On UNIX/Linux, which seems to be the case here, you can follow your R
process
externally by attaching with strace (or truss, trace -- whatever it
might be
called), i.e. do "strace -p <pid>". This should tell you which file
is being
read at the moment, and how well. You can also do "ls -l /proc/<pid>/
fd" for
a snapshot of the open files. Or try top or ps (with the right
options).
On Sep 10, 2009, at 6:16 PM, Martin Morgan wrote:
Pratap, Abhishek wrote:
Hi Ivan
I suspected it but not 100% sure. My % cpu for R process
fluctuates btwn (60-100) and swap usage looks ok to me.

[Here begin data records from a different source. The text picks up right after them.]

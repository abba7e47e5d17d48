#![recursion_limit = "256"]
pub mod app;
pub mod components;
pub mod pages;
pub mod query;

#[cfg(feature = "ssr")]
pub mod logging;
#[cfg(feature = "ssr")]
pub mod server;

#[cfg(feature = "hydrate")]
use wasm_bindgen::prelude::*;

#[cfg(feature = "hydrate")]
#[wasm_bindgen]
pub fn hydrate() {
    use crate::app::*;
    use tracing_subscriber::prelude::*;
    use tracing_web::MakeWebConsoleWriter;
    console_error_panic_hook::set_once();

    let fmt_layer = tracing_subscriber::fmt::layer()
        .with_file(true)
        .with_line_number(true)
        .with_ansi(false) // Only partially supported across browsers
        .without_time() // std::time is not available in browsers
        .with_writer(MakeWebConsoleWriter::new());
    tracing_subscriber::registry().with(fmt_layer).init();

    leptos::mount::hydrate_body(App);
}
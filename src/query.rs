use leptos::callback::{Callable, Callback};
use leptos::prelude::*;

/// Receives requests to replace the current search query.
///
/// The search field only emits the new value; whoever owns the query decides
/// where it is stored (a signal, a callback into a reducer, ...).
pub trait QuerySink {
    fn request(&self, next: String);
}

impl QuerySink for Callback<String> {
    fn request(&self, next: String) {
        self.run(next);
    }
}

impl QuerySink for WriteSignal<String> {
    fn request(&self, next: String) {
        self.set(next);
    }
}

impl QuerySink for RwSignal<String> {
    fn request(&self, next: String) {
        self.set(next);
    }
}

/// Adapts a plain closure into a sink.
pub struct FnSink<F>(pub F);

impl<F> QuerySink for FnSink<F>
where
    F: Fn(String),
{
    fn request(&self, next: String) {
        (self.0)(next);
    }
}

/// Hands the full raw text of a change event to `sink`, exactly once and
/// without touching it. Empty strings are passed through like any other.
pub fn forward_change<S>(raw: String, sink: &S)
where
    S: QuerySink + ?Sized,
{
    sink.request(raw);
}

#[cfg(test)]
mod tests {
    use super::*;
    use leptos::reactive::owner::Owner;
    use std::cell::RefCell;
    use std::sync::{Arc, Mutex};

    #[derive(Default)]
    struct Recorder {
        calls: RefCell<Vec<String>>,
    }

    impl QuerySink for Recorder {
        fn request(&self, next: String) {
            self.calls.borrow_mut().push(next);
        }
    }

    #[test]
    fn forwards_full_value_once() {
        let sink = Recorder::default();
        forward_change("rust for beginners".to_string(), &sink);
        assert_eq!(*sink.calls.borrow(), vec!["rust for beginners".to_string()]);
    }

    #[test]
    fn forwards_each_event_separately() {
        let sink = Recorder::default();
        for value in ["a", "ab", "abc"] {
            forward_change(value.to_string(), &sink);
        }
        assert_eq!(*sink.calls.borrow(), vec!["a", "ab", "abc"]);
    }

    #[test]
    fn clearing_forwards_empty_string() {
        let sink = Recorder::default();
        forward_change("x".to_string(), &sink);
        forward_change(String::new(), &sink);
        assert_eq!(*sink.calls.borrow(), vec!["x".to_string(), String::new()]);
    }

    #[test]
    fn value_is_not_trimmed_or_normalized() {
        let sink = Recorder::default();
        forward_change("  Data\tScience \u{e9} ".to_string(), &sink);
        assert_eq!(sink.calls.borrow()[0], "  Data\tScience \u{e9} ");
    }

    #[test]
    fn closure_sink_calls_closure() {
        let seen = RefCell::new(Vec::new());
        let sink = FnSink(|next: String| seen.borrow_mut().push(next));
        forward_change("poetry".to_string(), &sink);
        forward_change(String::new(), &sink);
        assert_eq!(*seen.borrow(), vec!["poetry".to_string(), String::new()]);
    }

    #[test]
    fn callback_sink_runs_callback() {
        let owner = Owner::new();
        owner.with(|| {
            let seen = Arc::new(Mutex::new(Vec::new()));
            let callback = Callback::new({
                let seen = Arc::clone(&seen);
                move |next: String| seen.lock().unwrap().push(next)
            });
            forward_change("algebra".to_string(), &callback);
            assert_eq!(*seen.lock().unwrap(), vec!["algebra".to_string()]);
        });
    }

    #[test]
    fn signal_sinks_store_value() {
        let owner = Owner::new();
        owner.with(|| {
            let query = RwSignal::new(String::from("old"));
            forward_change("new".to_string(), &query);
            assert_eq!(query.get_untracked(), "new");

            let (read, write) = signal(String::new());
            forward_change("physics".to_string(), &write);
            assert_eq!(read.get_untracked(), "physics");
        });
    }
}
use std::io;
use std::net::SocketAddr;

use axum::Router;
use clap::Parser;
use leptos::prelude::*;
use leptos_axum::{LeptosRoutes, generate_route_list};
use thiserror::Error;
use tower_http::compression::CompressionLayer;
use tracing::info;

use crate::app::{App, shell};

#[derive(Debug, Parser)]
pub struct ServerConfig {
    /// Address to bind the HTTP server to; overrides `site-addr`
    #[arg(long, env = "BIND_ADDRESS")]
    pub bind: Option<SocketAddr>,
    /// Tracing filter directive
    #[arg(long, env = "RUST_LOG", default_value = "info")]
    pub log_filter: String,
}

#[derive(Debug, Error)]
pub enum ServerError {
    #[error("failed to load leptos configuration: {0}")]
    Config(String),
    #[error("failed to bind {addr}: {source}")]
    Bind {
        addr: SocketAddr,
        #[source]
        source: io::Error,
    },
    #[error("server error: {0}")]
    Serve(#[source] io::Error),
}

/// Loads the leptos options from `Cargo.toml`, applying the CLI overrides.
pub fn load_options(config: &ServerConfig) -> Result<LeptosOptions, ServerError> {
    let conf = get_configuration(None).map_err(|e| ServerError::Config(e.to_string()))?;
    let mut leptos_options = conf.leptos_options;
    if let Some(bind) = config.bind {
        leptos_options.site_addr = bind;
    }
    Ok(leptos_options)
}

pub fn router(leptos_options: LeptosOptions) -> Router {
    let shell_options = leptos_options.clone();
    let routes = generate_route_list(App);

    Router::new()
        .leptos_routes(&leptos_options, routes, move || {
            let val = shell_options.clone();
            move || shell(val.clone())
        })
        .fallback(leptos_axum::file_and_error_handler(shell))
        .layer(CompressionLayer::new().gzip(true).zstd(true))
        .with_state(leptos_options)
}

pub async fn serve(leptos_options: LeptosOptions) -> Result<(), ServerError> {
    let addr = leptos_options.site_addr;
    let app = router(leptos_options);

    let listener = tokio::net::TcpListener::bind(addr)
        .await
        .map_err(|source| ServerError::Bind { addr, source })?;
    info!(%addr, "listening");

    axum::serve(listener, app.into_make_service())
        .with_graceful_shutdown(shutdown_signal())
        .await
        .map_err(ServerError::Serve)
}

async fn shutdown_signal() {
    if tokio::signal::ctrl_c().await.is_ok() {
        info!("shutting down");
    }
}

#[cfg(test)]
mod tests {
    use super::*;

    #[test]
    fn bind_flag_parses_socket_addr() {
        let config =
            ServerConfig::try_parse_from(["courses-frontend", "--bind", "127.0.0.1:4000"]).unwrap();
        assert_eq!(config.bind, Some("127.0.0.1:4000".parse().unwrap()));
    }

    #[test]
    fn rejects_malformed_bind() {
        assert!(ServerConfig::try_parse_from(["courses-frontend", "--bind", "nope"]).is_err());
    }

    #[test]
    fn bind_error_names_address() {
        let err = ServerError::Bind {
            addr: "0.0.0.0:3000".parse().unwrap(),
            source: io::Error::new(io::ErrorKind::AddrInUse, "in use"),
        };
        assert_eq!(err.to_string(), "failed to bind 0.0.0.0:3000: in use");
    }
}
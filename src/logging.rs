use anyhow::{Context, Result};
use tracing_subscriber::prelude::*;
use tracing_subscriber::{EnvFilter, fmt};

/// Parses `directive`, falling back to `info` when it does not parse.
pub fn env_filter(directive: &str) -> EnvFilter {
    EnvFilter::try_new(directive).unwrap_or_else(|_| EnvFilter::new("info"))
}

/// Installs the server-side subscriber: compact, uncoloured, no targets.
pub fn init_logging(filter: &str) -> Result<()> {
    let fmt_layer = fmt::layer()
        .compact()
        .with_ansi(false)
        .with_target(false)
        .boxed();

    tracing_subscriber::registry()
        .with(env_filter(filter))
        .with(fmt_layer)
        .try_init()
        .context("failed to initialize tracing subscriber")?;

    Ok(())
}
use crate::components::SearchField;
use crate::query::QuerySink;
use leptos::callback::Callback;
use leptos::prelude::*;

/// Owns the course search query and hands it to the search field.
#[component]
pub fn CoursesPage() -> impl IntoView {
    let search_query = RwSignal::new(String::new());
    let set_search_query = Callback::new(move |next: String| {
        tracing::debug!(query = %next, "course search query changed");
        search_query.request(next);
    });

    view! {
        <main class="flex-grow flex flex-col items-center justify-start pt-8 p-4 text-black dark:text-white">
            <div class="w-full max-w-md">
                <h1 class="text-2xl font-bold mb-4 text-gray-800 dark:text-gray-200">"Courses"</h1>
                <SearchField search_query=search_query set_search_query=set_search_query />
            </div>
        </main>
    }
}
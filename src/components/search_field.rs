use crate::query::forward_change;
use leptos::callback::Callback;
use leptos::prelude::*;

pub const SEARCH_INPUT_ID: &str = "Search";
pub const SEARCH_PLACEHOLDER: &str = "Search for...";
pub const SEARCH_LABEL: &str = "Search";

/// Magnifying glass (heroicons outline, 24x24).
pub const SEARCH_ICON_PATH: &str =
    "M21 21l-5.197-5.197m0 0A7.5 7.5 0 105.196 5.196a7.5 7.5 0 0010.607 10.607z";

#[derive(Clone, Debug, PartialEq, Eq)]
pub struct LabelView {
    pub for_id: &'static str,
    pub text: &'static str,
    pub class: &'static str,
}

#[derive(Clone, Debug, PartialEq, Eq)]
pub struct InputView {
    pub id: &'static str,
    pub input_type: &'static str,
    pub placeholder: &'static str,
    pub value: String,
    pub class: &'static str,
}

/// What activating the button does. There is no submit handler, so the only
/// variant is `Inert`.
#[derive(Clone, Copy, Debug, PartialEq, Eq)]
pub enum ButtonAction {
    Inert,
}

#[derive(Clone, Debug, PartialEq, Eq)]
pub struct IconView {
    pub view_box: &'static str,
    pub stroke_width: &'static str,
    pub path: &'static str,
    pub class: &'static str,
}

#[derive(Clone, Debug, PartialEq, Eq)]
pub struct ButtonView {
    pub button_type: &'static str,
    pub label: &'static str,
    pub action: ButtonAction,
    pub icon: IconView,
    pub class: &'static str,
}

/// Everything the search field puts on screen, as plain data.
#[derive(Clone, Debug, PartialEq, Eq)]
pub struct SearchFieldView {
    pub label: LabelView,
    pub input: InputView,
    pub button: ButtonView,
}

impl SearchFieldView {
    /// Builds the view for the given query. Pure: the same query always
    /// yields an equal view and nothing is stored between calls.
    pub fn render(search_query: &str) -> Self {
        Self {
            label: LabelView {
                for_id: SEARCH_INPUT_ID,
                text: SEARCH_LABEL,
                class: "sr-only px-1",
            },
            input: InputView {
                id: SEARCH_INPUT_ID,
                input_type: "text",
                placeholder: SEARCH_PLACEHOLDER,
                value: search_query.to_string(),
                class: "w-full rounded-md border border-gray-200 py-2 px-1 pe-10 shadow-sm sm:text-sm",
            },
            button: ButtonView {
                button_type: "button",
                label: SEARCH_LABEL,
                action: ButtonAction::Inert,
                icon: IconView {
                    view_box: "0 0 24 24",
                    stroke_width: "1.5",
                    path: SEARCH_ICON_PATH,
                    class: "h-4 w-4",
                },
                class: "text-gray-600 hover:text-gray-700",
            },
        }
    }
}

/// Controlled search input with a decorative search button.
///
/// The displayed text is always `search_query`; every input event hands the
/// full new text to `set_search_query`. The field keeps no copy of its own.
#[component]
pub fn SearchField(
    #[prop(into)] search_query: Signal<String>,
    #[prop(into)] set_search_query: Callback<String>,
) -> impl IntoView {
    let field = Memo::new(move |_| SearchFieldView::render(&search_query.read()));
    let SearchFieldView {
        label,
        input,
        button,
    } = field.get_untracked();

    view! {
        <div>
            <div class="relative">
                <label for=label.for_id class=label.class>
                    {label.text}
                </label>

                <input
                    type=input.input_type
                    id=input.id
                    placeholder=input.placeholder
                    class=input.class
                    value=move || field.read().input.value.clone()
                    prop:value=move || field.read().input.value.clone()
                    on:input=move |ev| forward_change(event_target_value(&ev), &set_search_query)
                />

                <span class="absolute inset-y-0 end-0 grid w-10 place-content-center">
                    <button type=button.button_type class=button.class>
                        <span class="sr-only px-1">{button.label}</span>
                        <SearchIcon icon=button.icon />
                    </button>
                </span>
            </div>
        </div>
    }
}

#[component]
pub fn SearchIcon(icon: IconView) -> impl IntoView {
    view! {
        <svg
            xmlns="http://www.w3.org/2000/svg"
            fill="none"
            viewBox=icon.view_box
            stroke-width=icon.stroke_width
            stroke="currentColor"
            class=icon.class
        >
            <path stroke-linecap="round" stroke-linejoin="round" d=icon.path />
        </svg>
    }
}
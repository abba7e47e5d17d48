pub mod courses;
pub use courses::CoursesPage;
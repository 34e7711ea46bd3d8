use std::collections::{HashMap, VecDeque};

use http::{HeaderValue, StatusCode};

use crate::{
    transport::{HttpRequest, HttpResponse, Transport},
    TransportError, TransportResult,
};

enum Scripted {
    Response(HttpResponse),
    Failure { partial_body: Option<String> },
}

/// Transport double: answers from a script and records every request.
/// Once the script is exhausted every request fails.
pub(crate) struct RecordingTransport {
    script: VecDeque<Scripted>,
    requests: Vec<HttpRequest>,
    last_body: Option<String>,
}

impl RecordingTransport {
    pub(crate) fn new() -> Self {
        RecordingTransport {
            script: VecDeque::new(),
            requests: Vec::new(),
            last_body: None,
        }
    }

    pub(crate) fn respond(self, status: u16, body: &str) -> Self {
        let status = StatusCode::from_u16(status).unwrap();
        self.respond_with(status, body)
    }

    pub(crate) fn respond_with(mut self, status: StatusCode, body: &str) -> Self {
        self.script.push_back(Scripted::Response(HttpResponse {
            status,
            body: body.to_string(),
        }));
        self
    }

    pub(crate) fn fail(mut self) -> Self {
        self.script.push_back(Scripted::Failure { partial_body: None });
        self
    }

    pub(crate) fn fail_with_partial_body(mut self, body: &str) -> Self {
        self.script.push_back(Scripted::Failure {
            partial_body: Some(body.to_string()),
        });
        self
    }

    pub(crate) fn requests(&self) -> &[HttpRequest] {
        &self.requests
    }
}

fn failure() -> TransportError {
    TransportError::InvalidHeader(HeaderValue::from_str("\n").unwrap_err())
}

impl Transport for RecordingTransport {
    fn execute(&mut self, request: HttpRequest) -> TransportResult<HttpResponse> {
        self.requests.push(request);
        match self.script.pop_front() {
            Some(Scripted::Response(response)) => {
                self.last_body = Some(response.body.clone());
                Ok(response)
            }
            Some(Scripted::Failure { partial_body }) => {
                self.last_body = partial_body;
                Err(failure())
            }
            None => {
                self.last_body = None;
                Err(failure())
            }
        }
    }

    fn last_response_body(&self) -> Option<&str> {
        self.last_body.as_deref()
    }
}

/// Decoded `key="value"` pairs of an `Authorization: OAuth ...` header.
pub(crate) fn header_fields(authorization: &str) -> HashMap<String, String> {
    let content = authorization.strip_prefix("OAuth ").unwrap();
    content
        .split(',')
        .filter_map(|item| item.split_once('='))
        .map(|(k, v)| {
            let value = percent_encoding::percent_decode_str(v.trim_matches('"'))
                .decode_utf8_lossy()
                .to_string();
            (k.to_string(), value)
        })
        .collect()
}
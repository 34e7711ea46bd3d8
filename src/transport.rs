use std::time::Duration;

use http::{
    header::{AUTHORIZATION, CONTENT_TYPE},
    HeaderValue, Method, StatusCode,
};
use reqwest::blocking::Client as ReqwestClient;
use url::Url;

use crate::{Result, TransportResult};

pub const JSON_CONTENT_TYPE: &str = "application/json";
pub const DEFAULT_USER_AGENT: &str = concat!("shapeways-oauth1/", env!("CARGO_PKG_VERSION"));

/// One outgoing request. The query string is already part of `url`.
#[derive(Debug, Clone, PartialEq)]
pub struct HttpRequest {
    pub method: Method,
    pub url: Url,
    pub authorization: String,
    /// JSON body for PUT / POST.
    pub body: Option<String>,
}

#[derive(Debug, Clone, PartialEq)]
pub struct HttpResponse {
    pub status: StatusCode,
    pub body: String,
}

/// HTTP collaborator of [`Client`](crate::Client).
///
/// Non-success statuses are still `Ok`: whatever the provider answered is
/// handed back. `Err` is reserved for requests that produced no usable
/// response.
pub trait Transport {
    fn execute(&mut self, request: HttpRequest) -> TransportResult<HttpResponse>;

    /// Raw body of the most recent response, if any was received.
    fn last_response_body(&self) -> Option<&str>;
}

/// Blocking reqwest transport.
#[derive(Debug)]
pub struct ReqwestTransport {
    inner: ReqwestClient,
    last_body: Option<String>,
}

impl ReqwestTransport {
    pub fn new(timeout: Option<Duration>) -> Result<Self> {
        let mut builder = ReqwestClient::builder().user_agent(DEFAULT_USER_AGENT);
        if let Some(timeout) = timeout {
            builder = builder.timeout(timeout);
        }
        let inner = builder.build().map_err(|e| {
            crate::Error::Configuration(format!("http client could not be built : {}", e))
        })?;
        Ok(Self::new_with_client(inner))
    }

    /// Constructs a transport around an existing `reqwest::blocking::Client`.
    pub fn new_with_client(client: ReqwestClient) -> Self {
        ReqwestTransport {
            inner: client,
            last_body: None,
        }
    }
}

impl Transport for ReqwestTransport {
    fn execute(&mut self, request: HttpRequest) -> TransportResult<HttpResponse> {
        // a failed request must not expose the previous response
        self.last_body = None;

        let authorization = HeaderValue::from_str(&request.authorization)?;
        let mut builder = self
            .inner
            .request(request.method, request.url)
            .header(AUTHORIZATION, authorization);
        if let Some(body) = request.body {
            builder = builder
                .header(CONTENT_TYPE, HeaderValue::from_static(JSON_CONTENT_TYPE))
                .body(body);
        }

        let response = builder.send()?;
        let status = response.status();
        let body = response.text()?;
        log::debug!("received {} ({} bytes)", status, body.len());
        self.last_body = Some(body.clone());
        Ok(HttpResponse { status, body })
    }

    fn last_response_body(&self) -> Option<&str> {
        self.last_body.as_deref()
    }
}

I remember there was some talk on the mailing list that dev
version (R/ShortRead) is a lot faster.
Hi Abhishek,
My experience is in the 5 minutes / lane range for qa, so it would
seem
to be running a long time. The ... arguments to qa are passed to the
function that reads individual files (readAligned), so you can
include a
verbose=TRUE argument for a bit more chat. You might write a short
script along the lines of
gcinfo(TRUE)
library(ShortRead)
dirPath <- "some/directory"
pattern <- "<some_pattern>"
stopifnot(list.files(dir, pattern) != <files I'm expecting>
qa <- qa(dirPath, pattern, type=<my type>, verbose=TRUE)
save(qa, file=<some file>)
Try running this from the command line
R -f MyScript.R
the gcinfo(TRUE) will cause R to start printing messages about
Garbage collection 3 = 2+0+1 (level 0) ...
7.4 Mbytes of cons cells used (39%)
1.3 Mbytes of vectors used (21%)
Garbage collection 4 = 3+0+1 (level 0) ...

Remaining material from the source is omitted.